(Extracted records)
* * * * * * *
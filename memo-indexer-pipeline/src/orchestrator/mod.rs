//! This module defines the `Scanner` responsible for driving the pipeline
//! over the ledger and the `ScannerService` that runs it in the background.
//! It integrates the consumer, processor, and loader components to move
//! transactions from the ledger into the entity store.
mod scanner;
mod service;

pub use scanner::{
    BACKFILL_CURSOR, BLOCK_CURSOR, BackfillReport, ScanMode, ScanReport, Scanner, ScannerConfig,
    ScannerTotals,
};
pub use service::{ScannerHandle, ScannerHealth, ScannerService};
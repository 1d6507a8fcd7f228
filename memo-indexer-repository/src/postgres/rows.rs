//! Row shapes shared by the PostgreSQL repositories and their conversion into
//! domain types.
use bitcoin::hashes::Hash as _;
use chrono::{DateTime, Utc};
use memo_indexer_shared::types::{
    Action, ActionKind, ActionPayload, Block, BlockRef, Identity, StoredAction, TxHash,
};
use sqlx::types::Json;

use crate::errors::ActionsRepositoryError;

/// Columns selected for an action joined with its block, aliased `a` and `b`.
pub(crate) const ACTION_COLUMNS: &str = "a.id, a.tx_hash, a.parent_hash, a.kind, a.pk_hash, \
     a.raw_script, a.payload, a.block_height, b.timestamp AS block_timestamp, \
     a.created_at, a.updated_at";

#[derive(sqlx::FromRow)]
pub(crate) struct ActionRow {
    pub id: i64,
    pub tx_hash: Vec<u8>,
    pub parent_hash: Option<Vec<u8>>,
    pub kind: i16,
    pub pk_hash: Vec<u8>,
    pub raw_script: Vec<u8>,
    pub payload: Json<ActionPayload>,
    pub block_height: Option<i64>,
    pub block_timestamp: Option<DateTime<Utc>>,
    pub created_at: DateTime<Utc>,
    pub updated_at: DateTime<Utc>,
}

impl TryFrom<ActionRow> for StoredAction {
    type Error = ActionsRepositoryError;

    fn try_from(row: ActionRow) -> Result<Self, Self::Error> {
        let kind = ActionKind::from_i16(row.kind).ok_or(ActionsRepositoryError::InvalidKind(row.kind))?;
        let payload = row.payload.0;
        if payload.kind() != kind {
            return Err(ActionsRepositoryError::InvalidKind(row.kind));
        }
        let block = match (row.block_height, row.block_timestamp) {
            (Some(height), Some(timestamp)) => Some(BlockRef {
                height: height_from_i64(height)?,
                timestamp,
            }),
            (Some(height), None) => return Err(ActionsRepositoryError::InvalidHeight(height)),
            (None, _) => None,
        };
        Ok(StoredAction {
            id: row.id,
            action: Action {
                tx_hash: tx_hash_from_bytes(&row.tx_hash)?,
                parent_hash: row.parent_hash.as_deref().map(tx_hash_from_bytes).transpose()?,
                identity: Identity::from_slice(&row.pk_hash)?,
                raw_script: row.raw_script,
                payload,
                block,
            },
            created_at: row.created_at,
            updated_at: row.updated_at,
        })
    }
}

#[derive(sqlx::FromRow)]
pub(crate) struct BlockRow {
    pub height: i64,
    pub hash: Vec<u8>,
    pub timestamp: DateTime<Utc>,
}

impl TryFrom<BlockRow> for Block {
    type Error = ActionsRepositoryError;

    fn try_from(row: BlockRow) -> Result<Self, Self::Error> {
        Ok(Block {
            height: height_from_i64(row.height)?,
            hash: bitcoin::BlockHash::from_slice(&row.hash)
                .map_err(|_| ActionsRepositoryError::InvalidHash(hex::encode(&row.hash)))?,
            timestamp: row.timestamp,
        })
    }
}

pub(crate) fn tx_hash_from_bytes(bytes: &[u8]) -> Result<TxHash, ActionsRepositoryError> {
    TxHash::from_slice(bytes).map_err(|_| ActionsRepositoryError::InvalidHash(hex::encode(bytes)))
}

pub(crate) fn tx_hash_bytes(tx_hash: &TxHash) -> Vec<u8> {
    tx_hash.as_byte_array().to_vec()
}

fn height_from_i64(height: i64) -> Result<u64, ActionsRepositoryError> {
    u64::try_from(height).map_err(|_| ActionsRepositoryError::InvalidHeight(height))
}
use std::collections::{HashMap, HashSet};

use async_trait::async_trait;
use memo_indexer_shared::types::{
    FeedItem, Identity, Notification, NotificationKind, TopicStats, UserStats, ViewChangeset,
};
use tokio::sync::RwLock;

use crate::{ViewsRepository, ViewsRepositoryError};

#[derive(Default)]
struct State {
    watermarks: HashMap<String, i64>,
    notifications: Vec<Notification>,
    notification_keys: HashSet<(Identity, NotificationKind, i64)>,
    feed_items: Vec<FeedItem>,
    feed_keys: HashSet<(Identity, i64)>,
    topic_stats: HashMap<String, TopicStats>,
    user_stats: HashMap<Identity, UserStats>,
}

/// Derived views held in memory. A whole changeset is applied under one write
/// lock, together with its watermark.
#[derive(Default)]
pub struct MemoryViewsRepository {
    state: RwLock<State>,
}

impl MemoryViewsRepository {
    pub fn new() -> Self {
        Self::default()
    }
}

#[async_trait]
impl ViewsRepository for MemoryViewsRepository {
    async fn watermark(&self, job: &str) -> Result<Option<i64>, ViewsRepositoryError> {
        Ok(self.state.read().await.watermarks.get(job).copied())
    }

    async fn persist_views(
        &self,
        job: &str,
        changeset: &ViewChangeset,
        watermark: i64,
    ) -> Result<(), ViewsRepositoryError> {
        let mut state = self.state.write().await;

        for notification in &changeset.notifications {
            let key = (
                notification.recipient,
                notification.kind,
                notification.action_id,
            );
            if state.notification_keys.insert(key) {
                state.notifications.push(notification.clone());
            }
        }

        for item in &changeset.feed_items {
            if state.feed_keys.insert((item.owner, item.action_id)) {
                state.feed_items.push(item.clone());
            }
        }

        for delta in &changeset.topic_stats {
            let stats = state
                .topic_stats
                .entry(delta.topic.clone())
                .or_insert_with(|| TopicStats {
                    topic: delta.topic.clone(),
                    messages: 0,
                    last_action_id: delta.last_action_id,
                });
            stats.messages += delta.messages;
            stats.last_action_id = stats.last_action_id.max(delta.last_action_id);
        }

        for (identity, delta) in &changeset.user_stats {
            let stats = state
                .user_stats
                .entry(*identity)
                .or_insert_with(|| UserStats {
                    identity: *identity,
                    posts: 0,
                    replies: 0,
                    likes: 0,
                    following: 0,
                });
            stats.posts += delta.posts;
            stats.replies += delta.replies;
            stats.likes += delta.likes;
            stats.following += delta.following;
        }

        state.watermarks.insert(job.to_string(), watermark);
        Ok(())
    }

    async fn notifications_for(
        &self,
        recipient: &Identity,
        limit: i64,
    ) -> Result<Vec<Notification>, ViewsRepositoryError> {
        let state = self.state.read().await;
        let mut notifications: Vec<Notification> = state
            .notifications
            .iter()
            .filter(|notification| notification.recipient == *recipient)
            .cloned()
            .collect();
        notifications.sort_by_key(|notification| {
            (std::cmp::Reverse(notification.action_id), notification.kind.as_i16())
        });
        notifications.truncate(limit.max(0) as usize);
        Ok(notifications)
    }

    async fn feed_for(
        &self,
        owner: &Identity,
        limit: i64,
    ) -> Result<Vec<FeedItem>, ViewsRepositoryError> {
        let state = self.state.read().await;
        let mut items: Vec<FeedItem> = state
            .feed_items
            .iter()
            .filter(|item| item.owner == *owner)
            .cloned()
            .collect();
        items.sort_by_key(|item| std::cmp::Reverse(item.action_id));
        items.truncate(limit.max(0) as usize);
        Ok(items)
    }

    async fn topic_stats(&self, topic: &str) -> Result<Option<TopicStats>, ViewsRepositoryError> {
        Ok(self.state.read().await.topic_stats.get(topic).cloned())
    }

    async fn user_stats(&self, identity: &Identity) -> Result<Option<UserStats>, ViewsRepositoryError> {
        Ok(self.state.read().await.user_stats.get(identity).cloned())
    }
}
* * * * * * *
■ Exercise description ■
Starting at the first line of the records, print each line exactly, stopping after the line that contains "pub(crate) struct ActionRow".

■ Answer section ■
filename memo-indexer-pipeline/src/orchestrator/mod.rs
//! This module defines the `Scanner` responsible for driving the pipeline
//! over the ledger and the `ScannerService` that runs it in the background.
//! It integrates the consumer, processor, and loader components to move
//! transactions from the ledger into the entity store.
mod scanner;
mod service;

pub use scanner::{
    BACKFILL_CURSOR, BLOCK_CURSOR, BackfillReport, ScanMode, ScanReport, Scanner, ScannerConfig,
    ScannerTotals,
};
pub use service::{ScannerHandle, ScannerHealth, ScannerService};
repository 1d6507a8fcd7f228
filename memo-indexer-repository/src/postgres/rows.rs
//! Row shapes shared by the PostgreSQL repositories and their conversion into
//! domain types.
use bitcoin::hashes::Hash as _;
use chrono::{DateTime, Utc};
use memo_indexer_shared::types::{
    Action, ActionKind, ActionPayload, Block, BlockRef, Identity, StoredAction, TxHash,
};
use sqlx::types::Json;

use crate::errors::ActionsRepositoryError;

/// Columns selected for an action joined with its block, aliased `a` and `b`.
pub(crate) const ACTION_COLUMNS: &str = "a.id, a.tx_hash, a.parent_hash, a.kind, a.pk_hash, \
     a.raw_script, a.payload, a.block_height, b.timestamp AS block_timestamp, \
     a.created_at, a.updated_at";

#[derive(sqlx::FromRow)]
pub(crate) struct ActionRow {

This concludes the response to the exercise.